There is no way to know what other effects rTMS would have. It might reduce my social anxiety, but even if that was all it did it would make me respond differently to people I interact with (like alcohol). And if my thoughts and behavior are changed then I’m no longer the same person.

I don’t want to change who I am: I’m comfortable with my identity as an autistic trans woman with all that entails. Changing my body doesn’t affect my personality, my thoughts: I remain me. Changing my mind makes me into somebody else. I would lose the essence of what makes me this particular unique individual, and the thought of that fills me with dread.

This leads me to suppose that for somebody to even contemplate such a thing they must not like who they are. Internalized self-hatred, blaming their neurology for what they see as their failings. It’s like body dysmorphia projected onto the ego, the sense of self. The antithesis of neurodiversity’s principles; an inability or refusal to accept one’s differences.

I see this as a result of thinking colored by the medical model of autism that sees it in terms of pathological deficits, as opposed to the social model which instead looks to society’s failures to provide suitable accommodations and acceptance as the causes of disability.

There’s nothing wrong with my mind: I have no reason to change it. I can’t say the same for the society I live in.

Rewriting History

Rewriting History

“You were never much of a man.” Anne has said this to me several times since I transitioned; I know exactly what she means and love to hear it. From puberty onwards when I started to become aware of gender I didn’t identify with any of the male role models around me.

I couldn’t put a name to how I felt; I saw part of a documentary (back in the 1980’s) which I couldn’t tell you the title of.
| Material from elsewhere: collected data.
//! Order, recipient, and mockup-task records
//!
//! These mirror the shapes the fulfillment API works with, normalized into
//! explicit typed records with required vs. optional fields.

use chrono::{DateTime, Utc};
use serde::{Deserialize, Serialize};
use thiserror::Error;
use utoipa::ToSchema;

/// Countries for which the fulfillment service requires a state/region code
const SUBDIVISION_COUNTRIES: [&str; 4] = ["US", "CA", "AU", "JP"];

/// Recipient validation errors
#[derive(Debug, Error, PartialEq, Eq)]
pub enum RecipientError {
    #[error("recipient field '{0}' must not be empty")]
    MissingField(&'static str),

    #[error("country {0} requires a state/region code")]
    MissingState(String),
}

/// Shipping recipient, validated before any network call
#[derive(Debug, Clone, Serialize, Deserialize, ToSchema)]
pub struct Recipient {
    pub name: String,
    pub address1: String,
    pub city: String,
    /// Required only for countries with subdivisions (US, CA, AU, JP)
    #[serde(skip_serializing_if = "Option::is_none")]
    pub state_code: Option<String>,
    pub country_code: String,
    pub zip: String,
}

impl Recipient {
    /// Validate required fields and the subdivision rule
    pub fn validate(&self) -> Result<(), RecipientError> {
        for (field, value) in [
            ("name", &self.name),
            ("address1", &self.address1),
            ("city", &self.city),
            ("country_code", &self.country_code),
            ("zip", &self.zip),
        ] {
            if value.trim().is_empty() {
                return Err(RecipientError::MissingField(field));
            }
        }

        let needs_state = SUBDIVISION_COUNTRIES
            .iter()
            .any(|c| c.eq_ignore_ascii_case(&self.country_code));
        let has_state = self
            .state_code
            .as_deref()
            .is_some_and(|s| !s.trim().is_empty());

        if needs_state && !has_state {
            return Err(RecipientError::MissingState(self.country_code.clone()));
        }

        Ok(())
    }
}

impl Default for Recipient {
    /// Placeholder recipient used for pre-checkout estimates
    fn default() -> Self {
        Recipient {
            name: "Estimate".to_string(),
            address1: "1 Main St".to_string(),
            city: "Los Angeles".to_string(),
            state_code: Some("CA".to_string()),
            country_code: "US".to_string(),
            zip: "90001".to_string(),
        }
    }
}

/// Status of a server-side mockup generation task
#[derive(Debug, Clone, Copy, PartialEq, Eq, Serialize, Deserialize, ToSchema)]
#[serde(rename_all = "snake_case")]
pub enum MockupStatus {
    Pending,
    Completed,
    Failed,
}

/// Client-side mirror of a mockup generation task
#[derive(Debug, Clone, Serialize, ToSchema)]
pub struct MockupTask {
    pub task_key: String,
    pub status: MockupStatus,
    /// Populated once the task completes
    pub result_urls: Vec<String>,
    /// Upstream failure reason, if the task failed
    pub error: Option<String>,
}

/// Shipping option returned by the rate estimate
#[derive(Debug, Clone, Serialize, ToSchema)]
pub struct ShippingRate {
    pub id: String,
    pub name: String,
    pub rate: String,
    pub currency: String,
    pub min_days: Option<i32>,
    pub max_days: Option<i32>,
}

/// Order cost breakdown, decimal strings as returned by the fulfillment API
#[derive(Debug, Clone, PartialEq, Eq, Serialize, ToSchema)]
pub struct OrderCosts {
    pub subtotal: String,
    pub shipping: String,
    pub total: String,
    pub currency: String,
}

impl OrderCosts {
    /// Fixed placeholder shown before an estimate resolves and on the
    /// simulated track
    pub fn placeholder() -> Self {
        OrderCosts {
            subtotal: "29.99".to_string(),
            shipping: "4.99".to_string(),
            total: "34.98".to_string(),
            currency: "USD".to_string(),
        }
    }
}

/// A fulfillment order
///
/// A draft has been created and costed but not charged. `id` is `None` only
/// on the simulated (offline) track, which never allocates a real order.
#[derive(Debug, Clone, Serialize, ToSchema)]
pub struct Order {
    pub id: Option<i64>,
    pub costs: OrderCosts,
    pub recipient: Recipient,
    pub dashboard_url: Option<String>,
    pub created_at: DateTime<Utc>,
}

impl Order {
    /// Whether this order exists only locally
    pub fn is_simulated(&self) -> bool {
        self.id.is_none()
    }

    /// Build the local stand-in order used on the offline track
    pub fn simulated(recipient: Recipient) -> Self {
        Order {
            id: None,
            costs: OrderCosts::placeholder(),
            recipient,
            dashboard_url: None,
            created_at: Utc::now(),
        }
    }
}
It was about a middle-aged trans woman but her circumstances were so far removed from my own that I failed to see any connection to my own life.

So all I had were people treating me as male. My mum bought me boys’ clothes, I attended an all boys school from age 11 to 16, I played rugby. Any comments on how I looked or acted were male-oriented, either praising my conformance to the stereotypes or criticizing me when my act was unconvincing.

In my teens when I was considered old enough to be left at home alone I would decline to accompany the rest of the family to rugby matches. Instead I’d wait for them to leave and then raid my mother’s closet, dressing in her clothes for an hour or so. I’d look at myself in the mirror and feel so happy seeing a girl reflected there. I used to dream that I could travel Alice-like through the looking glass, become that mirror-girl.

I hated my male genitalia. I’d dream of cutting them off but was always too afraid of the pain and risk of death to attempt it. I always avoided showering after games at school because I couldn’t even bear the thought of anybody else seeing those parts I hated so much.

It’s easy to look back from where I am now and wish I’d said something then, started my transition before my voice dropped and my hair started to grow out on my face, recede at my forehead and become thin on top. But I didn’t have the concepts back then to even begin to explain, and I’d have been terrified at the thought of trying to explain to my parents (who probably knew even less about such things than I did).

Obviously I can’t change what happened: the events of the past are immutable. But what I can change is how I speak about my past. I’ve completely stopped using male-specific terms to refer to myself at earlier stages of my life. I was a child, not a boy; I was in my 20s, then my 30s. It’s straightforward in the present: I’m a woman and that’s that.

In my own mind I consider myself to have always been female. I don’t consider that I was socialized as male: being autistic I never felt that I fitted in anyway and didn’t form many relationships with my peers. I was always happier when left to my own devices with a stack of books, box of Lego and my computer. I didn’t participate in playground games with either boys or girls; instead I’d be reading, building trains and space ships, or writing programs.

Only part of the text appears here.